▶ Saved data entries
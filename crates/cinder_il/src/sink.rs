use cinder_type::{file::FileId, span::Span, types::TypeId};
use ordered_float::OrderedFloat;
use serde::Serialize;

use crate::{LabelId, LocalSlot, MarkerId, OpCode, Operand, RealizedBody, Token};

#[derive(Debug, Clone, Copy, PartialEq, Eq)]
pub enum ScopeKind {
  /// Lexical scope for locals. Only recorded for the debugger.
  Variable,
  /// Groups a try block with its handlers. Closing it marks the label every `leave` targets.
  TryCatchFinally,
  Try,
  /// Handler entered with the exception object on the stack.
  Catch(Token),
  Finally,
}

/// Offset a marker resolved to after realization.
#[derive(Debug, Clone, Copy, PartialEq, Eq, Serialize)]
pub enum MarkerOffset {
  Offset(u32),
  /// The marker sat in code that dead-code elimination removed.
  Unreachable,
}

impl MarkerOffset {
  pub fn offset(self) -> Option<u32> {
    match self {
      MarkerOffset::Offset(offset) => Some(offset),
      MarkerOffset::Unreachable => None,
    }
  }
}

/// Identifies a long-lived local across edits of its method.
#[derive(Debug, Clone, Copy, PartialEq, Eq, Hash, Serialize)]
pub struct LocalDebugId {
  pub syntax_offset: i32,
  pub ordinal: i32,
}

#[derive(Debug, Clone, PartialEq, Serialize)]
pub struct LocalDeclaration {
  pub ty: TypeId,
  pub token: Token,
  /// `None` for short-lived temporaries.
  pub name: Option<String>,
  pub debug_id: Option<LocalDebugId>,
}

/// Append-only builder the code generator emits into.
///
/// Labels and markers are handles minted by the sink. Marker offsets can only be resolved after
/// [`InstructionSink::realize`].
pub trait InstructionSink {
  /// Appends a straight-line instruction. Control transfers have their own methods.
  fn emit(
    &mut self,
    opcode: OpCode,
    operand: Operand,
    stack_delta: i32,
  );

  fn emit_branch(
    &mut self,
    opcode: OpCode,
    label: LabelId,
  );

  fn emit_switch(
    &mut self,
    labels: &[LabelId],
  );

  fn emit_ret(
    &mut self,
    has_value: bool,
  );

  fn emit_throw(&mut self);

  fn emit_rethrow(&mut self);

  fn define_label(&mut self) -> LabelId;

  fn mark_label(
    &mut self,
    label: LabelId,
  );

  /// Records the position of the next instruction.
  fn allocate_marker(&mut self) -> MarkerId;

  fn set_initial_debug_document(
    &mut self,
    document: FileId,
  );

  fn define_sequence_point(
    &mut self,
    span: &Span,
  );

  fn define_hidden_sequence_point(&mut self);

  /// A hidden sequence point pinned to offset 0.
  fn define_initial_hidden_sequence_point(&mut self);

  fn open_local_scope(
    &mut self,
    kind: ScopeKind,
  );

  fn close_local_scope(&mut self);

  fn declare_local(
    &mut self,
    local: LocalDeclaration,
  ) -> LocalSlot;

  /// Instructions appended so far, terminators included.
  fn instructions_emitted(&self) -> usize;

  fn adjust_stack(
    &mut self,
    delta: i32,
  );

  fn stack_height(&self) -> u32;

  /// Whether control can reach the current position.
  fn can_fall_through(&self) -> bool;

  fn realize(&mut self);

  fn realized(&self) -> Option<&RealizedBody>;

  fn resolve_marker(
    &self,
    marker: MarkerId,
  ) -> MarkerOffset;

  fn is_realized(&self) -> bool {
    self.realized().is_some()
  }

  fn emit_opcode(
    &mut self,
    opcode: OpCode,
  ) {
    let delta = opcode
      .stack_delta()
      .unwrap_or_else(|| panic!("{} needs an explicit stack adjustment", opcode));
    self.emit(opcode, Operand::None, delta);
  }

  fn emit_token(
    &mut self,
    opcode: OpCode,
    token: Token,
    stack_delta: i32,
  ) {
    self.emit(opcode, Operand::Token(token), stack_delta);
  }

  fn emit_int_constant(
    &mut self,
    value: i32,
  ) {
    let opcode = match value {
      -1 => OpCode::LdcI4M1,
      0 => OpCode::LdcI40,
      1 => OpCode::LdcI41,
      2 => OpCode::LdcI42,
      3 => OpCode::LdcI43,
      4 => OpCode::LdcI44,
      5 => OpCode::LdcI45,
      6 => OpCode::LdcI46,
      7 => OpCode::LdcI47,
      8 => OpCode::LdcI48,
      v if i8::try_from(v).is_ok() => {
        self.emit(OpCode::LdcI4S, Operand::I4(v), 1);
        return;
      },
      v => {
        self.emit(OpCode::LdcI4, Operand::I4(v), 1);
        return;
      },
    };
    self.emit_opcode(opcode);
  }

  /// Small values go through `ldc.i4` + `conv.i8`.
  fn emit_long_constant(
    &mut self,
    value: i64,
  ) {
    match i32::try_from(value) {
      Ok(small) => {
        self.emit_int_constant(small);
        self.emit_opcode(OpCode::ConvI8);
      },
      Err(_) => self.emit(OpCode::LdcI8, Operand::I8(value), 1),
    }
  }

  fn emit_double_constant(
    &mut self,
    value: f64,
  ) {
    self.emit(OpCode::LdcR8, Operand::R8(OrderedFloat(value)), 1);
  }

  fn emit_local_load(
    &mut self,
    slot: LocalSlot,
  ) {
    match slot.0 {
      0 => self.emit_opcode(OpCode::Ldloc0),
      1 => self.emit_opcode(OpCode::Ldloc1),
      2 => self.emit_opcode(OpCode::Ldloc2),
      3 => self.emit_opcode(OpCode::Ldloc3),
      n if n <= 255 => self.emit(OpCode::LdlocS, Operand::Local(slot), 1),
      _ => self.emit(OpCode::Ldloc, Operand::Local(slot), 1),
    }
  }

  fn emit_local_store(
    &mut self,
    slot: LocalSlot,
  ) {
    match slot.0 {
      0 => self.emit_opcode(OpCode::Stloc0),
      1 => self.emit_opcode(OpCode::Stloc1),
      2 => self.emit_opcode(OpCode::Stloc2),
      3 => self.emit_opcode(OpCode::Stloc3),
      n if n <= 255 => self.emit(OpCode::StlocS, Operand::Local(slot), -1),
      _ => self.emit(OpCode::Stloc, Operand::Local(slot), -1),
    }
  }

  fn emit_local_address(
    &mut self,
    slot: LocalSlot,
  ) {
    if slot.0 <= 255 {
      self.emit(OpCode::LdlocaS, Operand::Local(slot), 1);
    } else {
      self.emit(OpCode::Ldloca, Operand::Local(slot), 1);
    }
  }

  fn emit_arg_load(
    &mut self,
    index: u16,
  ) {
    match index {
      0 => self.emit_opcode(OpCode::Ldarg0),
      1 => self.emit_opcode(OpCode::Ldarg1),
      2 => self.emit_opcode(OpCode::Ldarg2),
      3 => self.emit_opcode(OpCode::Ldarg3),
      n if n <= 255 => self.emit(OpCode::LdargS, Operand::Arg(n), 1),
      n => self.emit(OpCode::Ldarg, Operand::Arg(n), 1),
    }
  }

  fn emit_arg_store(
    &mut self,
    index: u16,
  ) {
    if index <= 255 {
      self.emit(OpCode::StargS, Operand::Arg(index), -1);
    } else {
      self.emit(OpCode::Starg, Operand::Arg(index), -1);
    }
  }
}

▶ Your task
The expected result is every line above containing the string "derive".

▶ Written answer
#[derive(Debug, Clone, Copy, PartialEq, Eq)]
#[derive(Debug, Clone, Copy, PartialEq, Eq, Serialize)]
#[derive(Debug, Clone, Copy, PartialEq, Eq, Hash, Serialize)]
#[derive(Debug, Clone, PartialEq, Serialize)]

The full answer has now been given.